As a friend of Duke Ernst II of Saxe-Gotha-Altenburg (1745–1804) Thümmel’s influence on court was huge. Today he is still known for his engagement in the county of Altenburg: He founded one of the first banks, supported the building of roads, mapped the region and founded the local hospital in Altenburg. In Thümmel’s house in Altenburg the local high society met for tea, among others his older brother, the writer Moritz August von Thümmel (1738–1817).
Thümmel’s old-age residence close to Posterstein
When he retired, Thümmel lived mostly in his castle in Nöbdenitz near Posterstein. In the countryside around the castle, Thümmel had a pleasure garden and a path along the lake invited the guest to dander. Friends of the family, as the Duchess Dorothea of Courland (1761–1821), who had her summer residence near-by in Löbichau castle, came to visit Nöbdenitz to sail on the lake and to enjoy the garden. Thümmel was member of the Duchess’ poets club and published several books with witty aphorisms.
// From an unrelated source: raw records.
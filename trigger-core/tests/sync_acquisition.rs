use trigger_core::telemetry::DecoderEvent;
use trigger_core::{MissingToothDecoder, SyncStatus, ToothOutcome, ToothVerdict, TriggerConfig};

const PITCH: u32 = 1_000;

fn wheel(teeth: u16, missing: u16) -> MissingToothDecoder {
    MissingToothDecoder::new(TriggerConfig::missing_tooth(teeth, missing)).expect("valid wheel")
}

/// Feeds every present tooth from `start` at a steady pitch, then closes the gap.
/// Returns the timestamp of the tooth-one edge that closed it.
fn acquire(decoder: &mut MissingToothDecoder, teeth_present: u32, start: u32) -> u32 {
    let mut now = start;
    decoder.on_tooth_edge(now);
    for _ in 1..teeth_present {
        now = now.wrapping_add(PITCH);
        decoder.on_tooth_edge(now);
    }
    now = now.wrapping_add(2 * PITCH);
    decoder.on_tooth_edge(now);
    now
}

/// Feeds teeth 2..=N-M after `tooth_one` and the following gap.
fn spin(decoder: &mut MissingToothDecoder, teeth_present: u32, tooth_one: u32) -> u32 {
    let mut now = tooth_one;
    for _ in 1..teeth_present {
        now = now.wrapping_add(PITCH);
        decoder.on_tooth_edge(now);
    }
    now = now.wrapping_add(2 * PITCH);
    decoder.on_tooth_edge(now);
    now
}

#[test]
fn twelve_minus_one_reaches_half_then_full_sync() {
    let mut decoder = wheel(12, 1);
    let tooth_one = acquire(&mut decoder, 11, 1_000);
    assert_eq!(tooth_one, 13_000);
    assert_eq!(decoder.sync_status(), SyncStatus::HalfSync);
    assert_eq!(decoder.state().tooth_one_time(), 13_000);

    let tooth_one = spin(&mut decoder, 11, tooth_one);
    assert_eq!(decoder.sync_status(), SyncStatus::FullSync);
    assert_eq!(decoder.revolution_count(), 1);
    assert_eq!(decoder.state().tooth_one_time_minus_one(), 13_000);
    assert_eq!(decoder.state().revolution_time_micros(), 12_000);
    assert_eq!(decoder.rpm(), 5_000);

    spin(&mut decoder, 11, tooth_one);
    assert_eq!(decoder.revolution_count(), 2);
    assert_eq!(decoder.sync_loss_count(), 0);

    let events: Vec<DecoderEvent> = decoder
        .telemetry()
        .oldest_first()
        .map(|record| record.event)
        .collect();
    assert_eq!(
        events,
        vec![DecoderEvent::SyncAcquired, DecoderEvent::SyncPromoted]
    );
}

#[test]
fn thirteen_minus_one_reports_tooth_one_speed() {
    let mut decoder = wheel(13, 1);
    let tooth_one = acquire(&mut decoder, 12, 1_000);
    assert_eq!(tooth_one, 14_000);
    assert_eq!(decoder.rpm(), 4_615);

    spin(&mut decoder, 12, tooth_one);
    assert_eq!(decoder.sync_status(), SyncStatus::FullSync);
    assert_eq!(decoder.state().revolution_time_micros(), 13_000);
    assert_eq!(decoder.rpm(), 4_615);
}

#[test]
fn gap_is_only_accepted_where_it_is_due() {
    let mut decoder = wheel(12, 1);
    let tooth_one = acquire(&mut decoder, 11, 1_000);
    let outcome = decoder.on_tooth_edge(tooth_one + 2 * PITCH);
    assert_eq!(outcome, ToothOutcome::Accepted(ToothVerdict::Anomaly));
    assert_eq!(decoder.sync_loss_count(), 1);
    assert_eq!(decoder.sync_status(), SyncStatus::HalfSync);
}

#[test]
fn anomaly_blocks_promotion_until_a_clean_revolution() {
    let mut decoder = wheel(12, 1);
    let tooth_one = acquire(&mut decoder, 11, 1_000);

    // Extra pulse partway through tooth 2's interval.
    let mut now = tooth_one + PITCH;
    decoder.on_tooth_edge(now);
    decoder.on_tooth_edge(now + 300);
    for _ in 0..9 {
        now += PITCH;
        decoder.on_tooth_edge(now);
    }
    now += 2 * PITCH;
    decoder.on_tooth_edge(now);
    assert_eq!(decoder.sync_status(), SyncStatus::HalfSync);
    assert_eq!(decoder.sync_loss_count(), 1);

    spin(&mut decoder, 11, now);
    assert_eq!(decoder.sync_status(), SyncStatus::FullSync);
}

#[test]
fn extra_pulse_keeps_position_and_speed() {
    let mut decoder = wheel(12, 1);
    let tooth_one = acquire(&mut decoder, 11, 1_000);
    let tooth_one = spin(&mut decoder, 11, tooth_one);

    let tooth_two = tooth_one + PITCH;
    decoder.on_tooth_edge(tooth_two);
    let outcome = decoder.on_tooth_edge(tooth_two + 300);
    assert_eq!(outcome, ToothOutcome::Accepted(ToothVerdict::Anomaly));
    assert_eq!(decoder.sync_status(), SyncStatus::FullSync);
    assert_eq!(decoder.state().tooth_index(), 2);
    assert_eq!(decoder.state().last_tooth_time(), tooth_two);
    assert_eq!(decoder.crank_angle(tooth_two + 300), 39_000);
    assert!(!decoder.state().tooth_angle_is_corrected());

    let outcome = decoder.on_tooth_edge(tooth_two + PITCH);
    assert_eq!(outcome, ToothOutcome::Accepted(ToothVerdict::Tooth));
    assert_eq!(decoder.state().tooth_index(), 3);
    assert_eq!(decoder.crank_angle(tooth_two + PITCH), 60_000);
    assert_eq!(decoder.rpm(), 5_000);
}

#[test]
fn extra_pulse_late_in_a_pitch_costs_one_loss() {
    let mut decoder = wheel(12, 1);
    let tooth_one = acquire(&mut decoder, 11, 1_000);
    let tooth_one = spin(&mut decoder, 11, tooth_one);
    assert_eq!(decoder.sync_status(), SyncStatus::FullSync);

    // Extra edge 40% into the pitch after tooth 7.
    let tooth_seven = tooth_one + 6 * PITCH;
    let mut now = tooth_one;
    while now < tooth_seven {
        now += PITCH;
        decoder.on_tooth_edge(now);
    }
    let outcome = decoder.on_tooth_edge(tooth_seven + 400);
    assert_eq!(outcome, ToothOutcome::Accepted(ToothVerdict::Anomaly));
    assert_eq!(decoder.sync_loss_count(), 1);

    for tooth in 8..=11u16 {
        now += PITCH;
        let outcome = decoder.on_tooth_edge(now);
        assert_eq!(outcome, ToothOutcome::Accepted(ToothVerdict::Tooth));
        assert_eq!(decoder.state().tooth_index(), tooth);
    }
    now += 2 * PITCH;
    let outcome = decoder.on_tooth_edge(now);
    assert_eq!(outcome, ToothOutcome::Accepted(ToothVerdict::MissingToothGap));
    assert_eq!(decoder.state().tooth_index(), 1);

    for tooth in 2..=5u16 {
        now += PITCH;
        decoder.on_tooth_edge(now);
        assert_eq!(decoder.state().tooth_index(), tooth);
    }
    assert_eq!(decoder.sync_status(), SyncStatus::FullSync);
    assert_eq!(decoder.sync_loss_count(), 1);
    assert_eq!(decoder.rpm(), 5_000);
}

#[test]
fn extra_pulse_accepted_as_a_tooth_is_merged_with_the_real_one() {
    for early in [500, 600, 700, 800] {
        let mut decoder = wheel(12, 1);
        let tooth_one = acquire(&mut decoder, 11, 1_000);
        let tooth_one = spin(&mut decoder, 11, tooth_one);

        let tooth_four = tooth_one + 3 * PITCH;
        let mut now = tooth_one;
        while now < tooth_four {
            now += PITCH;
            decoder.on_tooth_edge(now);
        }
        decoder.on_tooth_edge(tooth_four + early);

        let tooth_five = tooth_four + PITCH;
        let outcome = decoder.on_tooth_edge(tooth_five);
        assert_eq!(
            outcome,
            ToothOutcome::Accepted(ToothVerdict::Anomaly),
            "pulse at {early}"
        );
        assert_eq!(decoder.state().tooth_index(), 5, "pulse at {early}");
        assert_eq!(decoder.crank_angle(tooth_five), 120_000, "pulse at {early}");
        assert_eq!(decoder.state().last_tooth_time_minus_one(), tooth_four);
        assert_eq!(decoder.sync_loss_count(), 1, "pulse at {early}");

        now = tooth_five;
        for _ in 6..=11 {
            now += PITCH;
            decoder.on_tooth_edge(now);
        }
        now += 2 * PITCH;
        decoder.on_tooth_edge(now);
        assert_eq!(decoder.state().tooth_index(), 1, "pulse at {early}");
        assert_eq!(decoder.sync_status(), SyncStatus::FullSync);
        assert_eq!(decoder.sync_loss_count(), 1, "pulse at {early}");
    }
}

#[test]
fn noise_inside_the_gap_is_not_taken_for_tooth_one() {
    for early in [400, 600, 1_200] {
        let mut decoder = wheel(12, 1);
        let tooth_one = acquire(&mut decoder, 11, 1_000);
        let tooth_one = spin(&mut decoder, 11, tooth_one);

        let tooth_eleven = tooth_one + 10 * PITCH;
        let mut now = tooth_one;
        while now < tooth_eleven {
            now += PITCH;
            decoder.on_tooth_edge(now);
        }
        decoder.on_tooth_edge(tooth_eleven + early);
        assert_eq!(decoder.state().last_tooth_time(), tooth_eleven, "pulse at {early}");

        let outcome = decoder.on_tooth_edge(tooth_eleven + 2 * PITCH);
        assert_eq!(
            outcome,
            ToothOutcome::Accepted(ToothVerdict::MissingToothGap),
            "pulse at {early}"
        );
        assert_eq!(decoder.sync_status(), SyncStatus::FullSync);
        assert_eq!(decoder.sync_loss_count(), 1, "pulse at {early}");
    }
}

#[test]
fn dropped_tooth_next_to_the_gap_lands_on_the_right_tooth() {
    // Tooth 11 missing: the edge after tooth 10 is tooth one.
    let mut decoder = wheel(12, 1);
    let tooth_one = acquire(&mut decoder, 11, 1_000);
    let tooth_one = spin(&mut decoder, 11, tooth_one);
    let mut now = tooth_one;
    for _ in 2..=10 {
        now += PITCH;
        decoder.on_tooth_edge(now);
    }
    now += 3 * PITCH;
    decoder.on_tooth_edge(now);
    assert_eq!(decoder.state().tooth_index(), 1);
    assert_eq!(decoder.crank_angle(now), 0);
    spin(&mut decoder, 11, now);
    assert_eq!(decoder.sync_status(), SyncStatus::FullSync);
    assert_eq!(decoder.state().tooth_index(), 1);
    assert_eq!(decoder.sync_loss_count(), 1);

    // Tooth one missing: the edge after tooth 11 is tooth 2.
    let mut decoder = wheel(12, 1);
    let tooth_one = acquire(&mut decoder, 11, 1_000);
    let tooth_one = spin(&mut decoder, 11, tooth_one);
    let mut now = tooth_one;
    for _ in 2..=11 {
        now += PITCH;
        decoder.on_tooth_edge(now);
    }
    now += 3 * PITCH;
    decoder.on_tooth_edge(now);
    assert_eq!(decoder.state().tooth_index(), 2);
    assert_eq!(decoder.crank_angle(now), 30_000);
    for _ in 3..=11 {
        now += PITCH;
        decoder.on_tooth_edge(now);
    }
    now += 2 * PITCH;
    decoder.on_tooth_edge(now);
    assert_eq!(decoder.state().tooth_index(), 1);
    assert_eq!(decoder.sync_status(), SyncStatus::FullSync);
    assert_eq!(decoder.sync_loss_count(), 1);
}

#[test]
fn sync_loss_count_never_decreases() {
    let config = TriggerConfig::missing_tooth(12, 1).with_max_consecutive_anomalies(0);
    let mut decoder = MissingToothDecoder::new(config).expect("valid wheel");
    let mut previous = 0;
    let mut now = 1_000;

    for round in 0..6u32 {
        now = acquire(&mut decoder, 11, now + PITCH);
        now = spin(&mut decoder, 11, now);
        // Every other round, a burst of noise knocks the decoder out of sync.
        if round % 2 == 0 {
            now += 5 * PITCH;
            decoder.on_tooth_edge(now);
        } else {
            decoder.reset_decoder(now);
        }
        assert!(decoder.sync_loss_count() >= previous);
        previous = decoder.sync_loss_count();
    }
    assert_eq!(decoder.sync_loss_count(), 6);
}

#[test]
fn timestamps_wrap_transparently() {
    let mut decoder = wheel(12, 1);
    let start = u32::MAX - 4_500;
    let tooth_one = acquire(&mut decoder, 11, start);
    assert_eq!(decoder.sync_status(), SyncStatus::HalfSync);
    assert!(tooth_one < start);

    spin(&mut decoder, 11, tooth_one);
    assert_eq!(decoder.sync_status(), SyncStatus::FullSync);
    assert_eq!(decoder.rpm(), 5_000);
}

#[test]
fn thirty_six_minus_two_needs_a_triple_gap() {
    let mut decoder = wheel(36, 2);
    let mut now = 1_000;
    for _ in 0..34 {
        decoder.on_tooth_edge(now);
        now += PITCH;
    }
    // A double pitch is not this wheel's gap.
    now += PITCH;
    decoder.on_tooth_edge(now);
    assert_eq!(decoder.sync_status(), SyncStatus::Unsynced);

    let mut decoder = wheel(36, 2);
    let mut now = 1_000;
    for _ in 0..34 {
        decoder.on_tooth_edge(now);
        now += PITCH;
    }
    decoder.on_tooth_edge(now + 2 * PITCH);
    assert_eq!(decoder.sync_status(), SyncStatus::HalfSync);
    assert_eq!(decoder.state().current_tooth_angle_millidegrees(), 30_000);
    assert_eq!(decoder.rpm(), 1_666);
}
Before his death Hans Wilhelm von Thümmel decided to get buried at an inconvenient place – under the so-called 1000 year old oak of Nöbdenitz. He bought the tree from the local church and let arrange a grave between the tree’s roots. The writer Emilie von Binzer (1801–1891), guest in Löbichau, met Thümmel when she was a young girl. She noted in her book “Three summers in Löbichau” (“Drei Sommer in Löbichau”) that Thümmel was old as the hills by the time she met him and that he had an old oak in standby state to be burried underneath.
Still burried under the 1000 year old oak tree
This grave was inspected in 1959 by the local teacher and historian Ernst Bräunlich. He documented that there was a small oratory with a wooden bench inside the hollow tree, to commemorate the dead. The minister’s body lies in a coffin parallel to the street. Today one can only look at the tree from outside. A sign tells its story. Only parts of the castle complex and garden outlived the years of the German Democratic Republic.
In connection to the Thuringian state exhibition on the Ernestiner family the museum Posterstein Castle shows an exhibition on Hans Wilhelm von Thümmel opening June, 26th. A book will be published as well.